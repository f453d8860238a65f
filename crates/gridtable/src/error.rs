//! Error types for table construction, configuration and output.

use thiserror::Error;

/// Errors that can occur when building, configuring or printing a table.
#[derive(Debug, Error)]
pub enum TableError {
    /// Two header values share the same name; column lookup must stay one-to-one.
    #[error("duplicate column name: '{0}'")]
    DuplicateColumn(String),

    /// A configuration entry refers to a column the table does not have.
    #[error("unknown column in configuration: '{0}'")]
    UnknownColumn(String),

    /// The YAML configuration could not be parsed.
    #[error("invalid table configuration: {0}")]
    Config(#[from] serde_yaml::Error),

    /// A configuration file could not be read.
    #[error("I/O error: {0}")]
    Io(#[from] std::io::Error),
}

/// Result type for table operations.
pub type Result<T> = std::result::Result<T, TableError>;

==================================================

WORK TASK
Go through the records and show every line with the string "Result" in it.

SOLUTION TO THIS TASK
/// Result type for table operations.
pub type Result<T> = std::result::Result<T, TableError>;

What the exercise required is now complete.